Check the notebook and the draft model based on the depth of QWEN3-0.6B and reproduce the results step by step
Integration with smolagents
To showcase real-world possibilities, we have deployed an optimized setup with the smolagents library. This integration allows developers to plug in QWEN3-8B (paired with Prundraft) to invoke APIs and external tools, write and run code, handle long contest inferences, and build agents that run efficiently with Intel® Core™ Ultra. The merit is not limited to hugging your face.

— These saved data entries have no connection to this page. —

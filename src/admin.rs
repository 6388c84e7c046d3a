//! Gateway-internal endpoints: health, registration and version

use crate::app::AppDefinition;
use crate::error::RegistrationError;
use crate::registration::Registrar;
use crate::supervisor::{ProcessStatus, StatusCache};
use futures::future::try_join_all;
use http_body_util::{combinators::BoxBody, BodyExt, Full, LengthLimitError, Limited};
use hyper::body::{Bytes, Incoming};
use hyper::header::AUTHORIZATION;
use hyper::{Request, Response, StatusCode};
use serde::Serialize;
use std::sync::Arc;
use tracing::{debug, error, info, warn};

pub const VERSION: &str = env!("CARGO_PKG_VERSION");
pub const PKG_NAME: &str = env!("CARGO_PKG_NAME");

/// Largest accepted registration payload
pub const MAX_REGISTRATION_BODY: usize = 1024 * 1024;

pub const HEALTH_PATH: &str = "/health";
pub const HEALTH_APP_PREFIX: &str = "/health/";
pub const REGISTER_PATH: &str = "/register-app";
pub const VERSION_PATH: &str = "/version";

fn full(body: impl Into<Bytes>) -> BoxBody<Bytes, hyper::Error> {
    Full::new(body.into()).map_err(|never| match never {}).boxed()
}

/// Helper to create a JSON response - infallible with valid StatusCode
fn json_response(status: StatusCode, body: &serde_json::Value) -> Response<BoxBody<Bytes, hyper::Error>> {
    Response::builder()
        .status(status)
        .header("content-type", "application/json")
        .body(full(body.to_string()))
        .expect("valid response with StatusCode enum and static header")
}

fn status_message(status: StatusCode, outcome: &str, message: impl Into<String>) -> Response<BoxBody<Bytes, hyper::Error>> {
    json_response(
        status,
        &serde_json::json!({ "status": outcome, "message": message.into() }),
    )
}

/// Redirect to `location` with 302 Found
pub fn redirect(location: &str) -> Response<BoxBody<Bytes, hyper::Error>> {
    Response::builder()
        .status(StatusCode::FOUND)
        .header(hyper::header::LOCATION, location)
        .body(full(Bytes::new()))
        .unwrap_or_else(|_| {
            let mut response = Response::new(full(Bytes::new()));
            *response.status_mut() = StatusCode::FOUND;
            response
        })
}

pub fn version() -> Response<BoxBody<Bytes, hyper::Error>> {
    json_response(
        StatusCode::OK,
        &serde_json::json!({ "name": PKG_NAME, "version": VERSION }),
    )
}

#[derive(Debug, Serialize)]
struct AppHealth {
    name: String,
    status: Option<ProcessStatus>,
    mem: Option<u64>,
    cpu: Option<f64>,
}

/// `GET /health`: status of every admitted application
pub async fn health_summary(apps: Vec<AppDefinition>, status: &StatusCache) -> Response<BoxBody<Bytes, hyper::Error>> {
    let lookups = apps.iter().map(|app| async move {
        let info = status.describe(&app.name).await?;
        Ok::<_, crate::error::SupervisorError>(AppHealth {
            name: app.name.clone(),
            status: info.as_ref().map(|i| i.status),
            mem: info.as_ref().and_then(|i| i.memory_bytes),
            cpu: info.as_ref().and_then(|i| i.cpu_percent),
        })
    });

    match try_join_all(lookups).await {
        Ok(apps) => json_response(StatusCode::OK, &serde_json::json!({ "status": "ok", "apps": apps })),
        Err(e) => {
            error!(error = %e, "Health summary failed");
            status_message(StatusCode::INTERNAL_SERVER_ERROR, "error", e.to_string())
        }
    }
}

/// `GET /health/{name}`: status of one application
pub async fn app_health(name: &str, status: &StatusCache) -> Response<BoxBody<Bytes, hyper::Error>> {
    match status.describe(name).await {
        Ok(info) => json_response(
            StatusCode::OK,
            &serde_json::json!({ "name": name, "status": info.map(|i| i.status) }),
        ),
        Err(e) => {
            error!(app = name, error = %e, "Health check failed");
            status_message(StatusCode::INTERNAL_SERVER_ERROR, "error", e.to_string())
        }
    }
}

fn check_auth(req: &Request<Incoming>, expected_token: &str) -> bool {
    bearer_matches(
        req.headers().get(AUTHORIZATION).and_then(|v| v.to_str().ok()),
        expected_token,
    )
}

/// `Authorization: Bearer <token>` carrying exactly `expected_token`
fn bearer_matches(header: Option<&str>, expected_token: &str) -> bool {
    header
        .and_then(|auth| auth.strip_prefix("Bearer "))
        .map(|token| constant_time_compare(token, expected_token))
        .unwrap_or(false)
}

/// Constant-time string comparison to prevent timing attacks
fn constant_time_compare(a: &str, b: &str) -> bool {
    if a.len() != b.len() {
        return false;
    }

    let mut result = 0u8;
    for (x, y) in a.bytes().zip(b.bytes()) {
        result |= x ^ y;
    }
    result == 0
}

/// `POST /register-app`
pub async fn register_app(
    req: Request<Incoming>,
    registrar: Arc<Registrar>,
    token: Option<&str>,
) -> Response<BoxBody<Bytes, hyper::Error>> {
    if let Some(expected) = token {
        if !check_auth(&req, expected) {
            warn!("Unauthorized registration request");
            return status_message(StatusCode::UNAUTHORIZED, "error", "unauthorized");
        }
    }

    let body = match Limited::new(req.into_body(), MAX_REGISTRATION_BODY).collect().await {
        Ok(collected) => collected.to_bytes(),
        Err(e) if e.downcast_ref::<LengthLimitError>().is_some() => {
            return status_message(StatusCode::PAYLOAD_TOO_LARGE, "error", "Payload too large");
        }
        Err(e) => {
            debug!(error = %e, "Failed to read registration body");
            return status_message(StatusCode::BAD_REQUEST, "error", "Failed to read request body");
        }
    };

    let app: AppDefinition = match serde_json::from_slice(&body) {
        Ok(app) => app,
        Err(e) => {
            return status_message(StatusCode::BAD_REQUEST, "error", format!("Invalid app definition: {}", e));
        }
    };

    info!(app = %app.name, port = %app.port_display(), path = %app.path, "Registration requested");

    // Run detached so a client disconnect cannot cancel a start or restart midway
    let result = tokio::spawn(async move { registrar.register(app).await }).await;

    match result {
        Ok(Ok(outcome)) => status_message(StatusCode::OK, "ok", outcome.message()),
        Ok(Err(e @ (RegistrationError::Conflict(_) | RegistrationError::Invalid(_)))) => {
            status_message(StatusCode::BAD_REQUEST, "error", e.to_string())
        }
        Ok(Err(RegistrationError::Supervisor(e))) => {
            error!(error = %e, "Registration failed");
            status_message(StatusCode::INTERNAL_SERVER_ERROR, "error", e.to_string())
        }
        Err(e) => {
            error!(error = %e, "Registration task failed");
            status_message(StatusCode::INTERNAL_SERVER_ERROR, "error", "Registration failed")
        }
    }
}

#[cfg(test)]
mod tests {
    use super::*;
    use crate::error::SupervisorError;
    use crate::supervisor::{LaunchSpec, ProcessInfo, ProcessSupervisor};
    use async_trait::async_trait;
    use std::time::Duration;

    struct FixedSupervisor {
        fail: bool,
    }

    #[async_trait]
    impl ProcessSupervisor for FixedSupervisor {
        async fn describe(&self, name: &str) -> Result<Option<ProcessInfo>, SupervisorError> {
            if self.fail {
                return Err(SupervisorError::Describe {
                    name: name.to_string(),
                    reason: "unreachable".to_string(),
                });
            }
            if name.contains("ghost") {
                return Ok(None);
            }
            let mut info = ProcessInfo::new(name, ProcessStatus::Online);
            info.memory_bytes = Some(4096);
            info.cpu_percent = Some(1.5);
            Ok(Some(info))
        }

        async fn start(&self, _spec: LaunchSpec) -> Result<(), SupervisorError> {
            Ok(())
        }

        async fn restart(&self, _name: &str) -> Result<(), SupervisorError> {
            Ok(())
        }

        async fn stop(&self, _name: &str) -> Result<(), SupervisorError> {
            Ok(())
        }
    }

    fn cache(fail: bool) -> StatusCache {
        StatusCache::new(Arc::new(FixedSupervisor { fail }), Duration::ZERO)
    }

    async fn body_json(response: Response<BoxBody<Bytes, hyper::Error>>) -> serde_json::Value {
        let bytes = response.into_body().collect().await.unwrap().to_bytes();
        serde_json::from_slice(&bytes).unwrap()
    }

    #[tokio::test]
    async fn test_version_response() {
        let json = body_json(version()).await;
        assert_eq!(json["name"], PKG_NAME);
        assert_eq!(json["version"], VERSION);
    }

    #[tokio::test]
    async fn test_health_summary_lists_apps() {
        let apps = vec![
            AppDefinition::new("@ck/a@v1", "a.js", 7000, "/a"),
            AppDefinition::new("@ck/ghost@v1", "g.js", 7001, "/g"),
        ];
        let response = health_summary(apps, &cache(false)).await;
        assert_eq!(response.status(), StatusCode::OK);

        let json = body_json(response).await;
        assert_eq!(json["status"], "ok");
        assert_eq!(json["apps"][0]["name"], "@ck/a@v1");
        assert_eq!(json["apps"][0]["status"], "online");
        assert_eq!(json["apps"][0]["mem"], 4096);
        assert_eq!(json["apps"][1]["status"], serde_json::Value::Null);
    }

    #[tokio::test]
    async fn test_health_summary_failure_is_500() {
        let apps = vec![AppDefinition::new("@ck/a@v1", "a.js", 7000, "/a")];
        let response = health_summary(apps, &cache(true)).await;
        assert_eq!(response.status(), StatusCode::INTERNAL_SERVER_ERROR);
    }

    #[tokio::test]
    async fn test_app_health() {
        let response = app_health("@ck/a@v1", &cache(false)).await;
        assert_eq!(response.status(), StatusCode::OK);
        let json = body_json(response).await;
        assert_eq!(json["name"], "@ck/a@v1");
        assert_eq!(json["status"], "online");
    }

    #[test]
    fn test_bearer_token_required() {
        assert!(bearer_matches(Some("Bearer s3cret"), "s3cret"));
        assert!(!bearer_matches(Some("s3cret"), "s3cret"));
        assert!(!bearer_matches(Some("Basic s3cret"), "s3cret"));
        assert!(!bearer_matches(Some("Bearer s3cre"), "s3cret"));
        assert!(!bearer_matches(Some("Bearer s3cret!"), "s3cret"));
        assert!(!bearer_matches(None, "s3cret"));
    }

    #[test]
    fn test_constant_time_compare() {
        assert!(constant_time_compare("abc", "abc"));
        assert!(!constant_time_compare("abc", "abd"));
        assert!(!constant_time_compare("abc", "abcd"));
    }

    #[test]
    fn test_redirect_sets_location() {
        let response = redirect("/error");
        assert_eq!(response.status(), StatusCode::FOUND);
        assert_eq!(response.headers().get("location").unwrap(), "/error");
    }
}
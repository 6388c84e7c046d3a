//! Process supervisor interface
//!
//! The gateway never spawns backends itself; it asks a supervisor to
//! describe, start, restart and stop processes by name. Every call
//! completes exactly once with either a value or a [`SupervisorError`].

use crate::error::SupervisorError;
use async_trait::async_trait;
use dashmap::DashMap;
use serde::Serialize;
use std::collections::HashMap;
use std::fmt;
use std::sync::Arc;
use std::time::{Duration, Instant};
use tracing::debug;

/// Status of a supervised process
#[derive(Debug, Clone, Copy, PartialEq, Eq, Serialize)]
#[serde(rename_all = "kebab-case")]
pub enum ProcessStatus {
    Online,
    Launching,
    Stopping,
    Stopped,
    Errored,
    OneLaunchStatus,
}

impl ProcessStatus {
    pub fn as_str(&self) -> &'static str {
        match self {
            ProcessStatus::Online => "online",
            ProcessStatus::Launching => "launching",
            ProcessStatus::Stopping => "stopping",
            ProcessStatus::Stopped => "stopped",
            ProcessStatus::Errored => "errored",
            ProcessStatus::OneLaunchStatus => "one-launch-status",
        }
    }
}

impl fmt::Display for ProcessStatus {
    fn fmt(&self, f: &mut fmt::Formatter<'_>) -> fmt::Result {
        f.write_str(self.as_str())
    }
}

/// What the supervisor knows about one process
#[derive(Debug, Clone, PartialEq, Serialize)]
pub struct ProcessInfo {
    pub name: String,
    pub status: ProcessStatus,
    pub pid: Option<u32>,
    pub memory_bytes: Option<u64>,
    pub cpu_percent: Option<f64>,
}

impl ProcessInfo {
    pub fn new(name: impl Into<String>, status: ProcessStatus) -> Self {
        Self {
            name: name.into(),
            status,
            pid: None,
            memory_bytes: None,
            cpu_percent: None,
        }
    }

    pub fn is_online(&self) -> bool {
        self.status == ProcessStatus::Online
    }
}

/// Everything needed to launch a backend
#[derive(Debug, Clone, PartialEq, Eq)]
pub struct LaunchSpec {
    pub name: String,
    pub script: String,
    pub env: HashMap<String, String>,
}

#[async_trait]
pub trait ProcessSupervisor: Send + Sync {
    /// Current state of `name`, or `None` if the supervisor has never seen it
    async fn describe(&self, name: &str) -> Result<Option<ProcessInfo>, SupervisorError>;

    /// Launch a process; replaces a running process of the same name
    async fn start(&self, spec: LaunchSpec) -> Result<(), SupervisorError>;

    /// Restart a known process with its last launch spec
    async fn restart(&self, name: &str) -> Result<(), SupervisorError>;

    /// Stop a process and keep it known as stopped
    async fn stop(&self, name: &str) -> Result<(), SupervisorError>;
}

pub type SharedSupervisor = Arc<dyn ProcessSupervisor>;

/// Short-lived cache in front of [`ProcessSupervisor::describe`]
///
/// Only successful lookups are cached. A zero TTL disables caching.
pub struct StatusCache {
    supervisor: SharedSupervisor,
    ttl: Duration,
    entries: DashMap<String, (Instant, Option<ProcessInfo>)>,
}

impl StatusCache {
    pub fn new(supervisor: SharedSupervisor, ttl: Duration) -> Self {
        Self {
            supervisor,
            ttl,
            entries: DashMap::new(),
        }
    }

    pub fn supervisor(&self) -> &SharedSupervisor {
        &self.supervisor
    }

    pub async fn describe(&self, name: &str) -> Result<Option<ProcessInfo>, SupervisorError> {
        if !self.ttl.is_zero() {
            if let Some(entry) = self.entries.get(name) {
                let (fetched_at, info) = entry.value();
                if fetched_at.elapsed() < self.ttl {
                    return Ok(info.clone());
                }
            }
        }

        let info = self.supervisor.describe(name).await?;
        if !self.ttl.is_zero() {
            self.entries
                .insert(name.to_string(), (Instant::now(), info.clone()));
        }
        Ok(info)
    }

    pub fn invalidate(&self, name: &str) {
        if self.entries.remove(name).is_some() {
            debug!(app = name, "Invalidated cached process status");
        }
    }
}
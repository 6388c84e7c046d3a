use appgate::admin::{PKG_NAME, VERSION};
use appgate::config::Config;
use appgate::discovery::DiscoveryService;
use appgate::pool::PoolConfig;
use appgate::ports::{assign_ports, PortScanner};
use appgate::process::LocalSupervisor;
use appgate::proxy::{Gateway, GatewayServer, GatewaySettings};
use appgate::registration::Registrar;
use appgate::registry::AppRegistry;
use appgate::router::RouteTable;
use appgate::supervisor::StatusCache;
use std::net::SocketAddr;
use std::path::PathBuf;
use std::sync::Arc;
use std::time::Duration;
use tokio::net::TcpListener;
use tokio::sync::watch;
use tracing::{error, info, warn};

#[tokio::main]
async fn main() -> anyhow::Result<()> {
    // Initialize logging
    tracing_subscriber::fmt()
        .with_env_filter(
            tracing_subscriber::EnvFilter::from_default_env()
                .add_directive("appgate=debug".parse().expect("valid log directive")),
        )
        .init();

    let config_path = std::env::args()
        .nth(1)
        .map(PathBuf::from)
        .unwrap_or_else(|| PathBuf::from("appgate.toml"));

    let mut config = Config::load_or_default(&config_path).map_err(|e| {
        error!(path = %config_path.display(), error = %e, "Failed to load configuration");
        e
    })?;
    config.apply_env_overrides().map_err(|e| {
        error!(error = %e, "Invalid environment override");
        e
    })?;

    info!(path = %config_path.display(), "Configuration loaded");
    print_startup_banner(&config);

    // Discover applications
    let discovery = DiscoveryService::new(
        &config.discovery.root_dir,
        config.discovery.config_file.clone(),
        config.discovery.scope.clone(),
    );
    let discovered = tokio::task::spawn_blocking(move || discovery.discover())
        .await?
        .map_err(|e| {
            error!(error = %e, "Application discovery failed");
            e
        })?;

    for e in &discovered.errors {
        warn!(error = %e, "Skipping application config");
    }
    info!(apps = discovered.len(), "Applications discovered");

    // Allocate ports
    let scanner = PortScanner::new(config.ports.host, config.ports.start, config.ports.end);
    let mut available = scanner.scan().await;
    let apps = assign_ports(discovered.apps, &mut available).map_err(|e| {
        error!(error = %e, "Port allocation failed");
        e
    })?;

    // Create shutdown channel
    let (shutdown_tx, shutdown_rx) = watch::channel(false);

    let supervisor = LocalSupervisor::new(config.supervisor.clone());
    let status = Arc::new(StatusCache::new(
        supervisor.clone(),
        config.server.status_cache_ttl(),
    ));
    let registrar = Arc::new(Registrar::new(
        Arc::new(AppRegistry::new()),
        Arc::new(RouteTable::new()),
        status,
        config.supervisor.port_env.clone(),
    ));

    registrar.bootstrap(apps).await.map_err(|e| {
        error!(error = %e, "Failed to query process supervisor");
        e
    })?;

    for prefix in registrar.routes().prefixes() {
        info!(prefix = %prefix, "Route registered");
    }

    let bind_addr: SocketAddr = format!("{}:{}", config.server.bind, config.server.port)
        .parse()
        .map_err(|e| {
            error!(bind = %config.server.bind, port = config.server.port, error = %e, "Invalid bind address");
            anyhow::anyhow!("Invalid bind address: {}", e)
        })?;
    let listener = TcpListener::bind(bind_addr).await.map_err(|e| {
        error!(addr = %bind_addr, error = %e, "Failed to bind gateway");
        e
    })?;

    let gateway = Gateway::new(
        Arc::clone(&registrar),
        GatewaySettings::from(&config.server),
        PoolConfig::from(&config.server),
    );
    let server = GatewayServer::new(bind_addr, gateway, shutdown_rx);
    let server_handle = tokio::spawn(async move {
        if let Err(e) = server.serve(listener).await {
            error!(error = %e, "Gateway server error");
        }
    });

    // Wait for shutdown signal (Ctrl+C or SIGTERM)
    #[cfg(unix)]
    {
        use tokio::signal::unix::{signal, SignalKind};

        let mut sigterm = signal(SignalKind::terminate())?;
        tokio::select! {
            _ = tokio::signal::ctrl_c() => {
                info!("Received SIGINT (Ctrl+C), shutting down...");
            }
            _ = sigterm.recv() => {
                info!("Received SIGTERM, shutting down...");
            }
        }
    }

    #[cfg(not(unix))]
    {
        tokio::signal::ctrl_c().await?;
        info!("Received Ctrl+C, shutting down...");
    }

    let _ = shutdown_tx.send(true);

    info!("Stopping all backends...");
    supervisor.stop_all().await;

    let _ = tokio::time::timeout(Duration::from_secs(5), server_handle).await;

    info!("Shutdown complete");
    Ok(())
}

fn print_startup_banner(config: &Config) {
    info!(name = PKG_NAME, version = VERSION, "Starting gateway");
    info!(
        bind = %config.server.bind,
        port = config.server.port,
        expose_health_checks = config.server.expose_health_checks,
        error_path = %config.server.error_path,
        registration_auth = config.server.registration_token.is_some(),
        "Server configuration"
    );
    info!(
        pool_max_idle = config.server.pool_max_idle_per_host,
        pool_idle_timeout_secs = config.server.pool_idle_timeout_secs,
        request_timeout_secs = config.server.request_timeout_secs,
        status_cache_ttl_ms = config.server.status_cache_ttl_ms,
        "Request handling settings"
    );
    info!(
        root_dir = %config.discovery.root_dir,
        config_file = %config.discovery.config_file,
        scope = %config.discovery.scope,
        "Discovery settings"
    );
    info!(
        host = %config.ports.host,
        start = config.ports.start,
        end = config.ports.end,
        "Port range"
    );
    info!(
        interpreter = config.supervisor.interpreter.as_deref().unwrap_or("(none)"),
        port_env = %config.supervisor.port_env,
        shutdown_grace_period_secs = config.supervisor.shutdown_grace_period_secs,
        "Supervisor settings"
    );
}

Pairing this model can also be used seamlessly in frameworks such as Autogen and Qwenagent to further strengthen the agent ecosystem.
In the demo, we assigned tasks to accelerated QWEN3-based agents.
Here’s how it works: 1. The agent used a web search tool to collect the latest information. 2. I then switched to the Python interpreter to generate slides in the Python -Pptx library. This simple workflow highlights just a few of the possibilities that accelerated QWEN3 models could have been unlocked if they meet frameworks like smolagents, enabling practical and efficient AI agents on AI PCs. Try it here
https://www.youtube.com/watch?v=irsd5lnxik
reference
(1) Gromov, A., Tirumala, K., Shapourian, H., Glorioso, P. , & Roberts, DA (2025, January 22nd). Absurd inefficiency in the deeper layers. A poster announced at ICLR 2025. https://arxiv.org/abs/2403.17887
Performance and Legal Notices
Performance results are based on the OpenVino™ 2025.2 internal benchmarks as of September 2025 and are paired with 32 GB of DDR5 memory with integrated Intel® ARC™ 140V GPU using an Intel® Core™ Ultra 7 268V 2.20 GHz processor. Performance will vary based on usage, configuration, and other factors. For more information, please visit www.intel.com/performanceindex. There are absolutely no safe products or components. Your cost and outcome may differ. Intel technology may require the activation of valid hardware, software, or services. ©Intel Corporation. Intel, the Intel logo and other Intel marks are trademarks of Intel Corporation or its subsidiaries. Other names and brands may be claimed to be other names.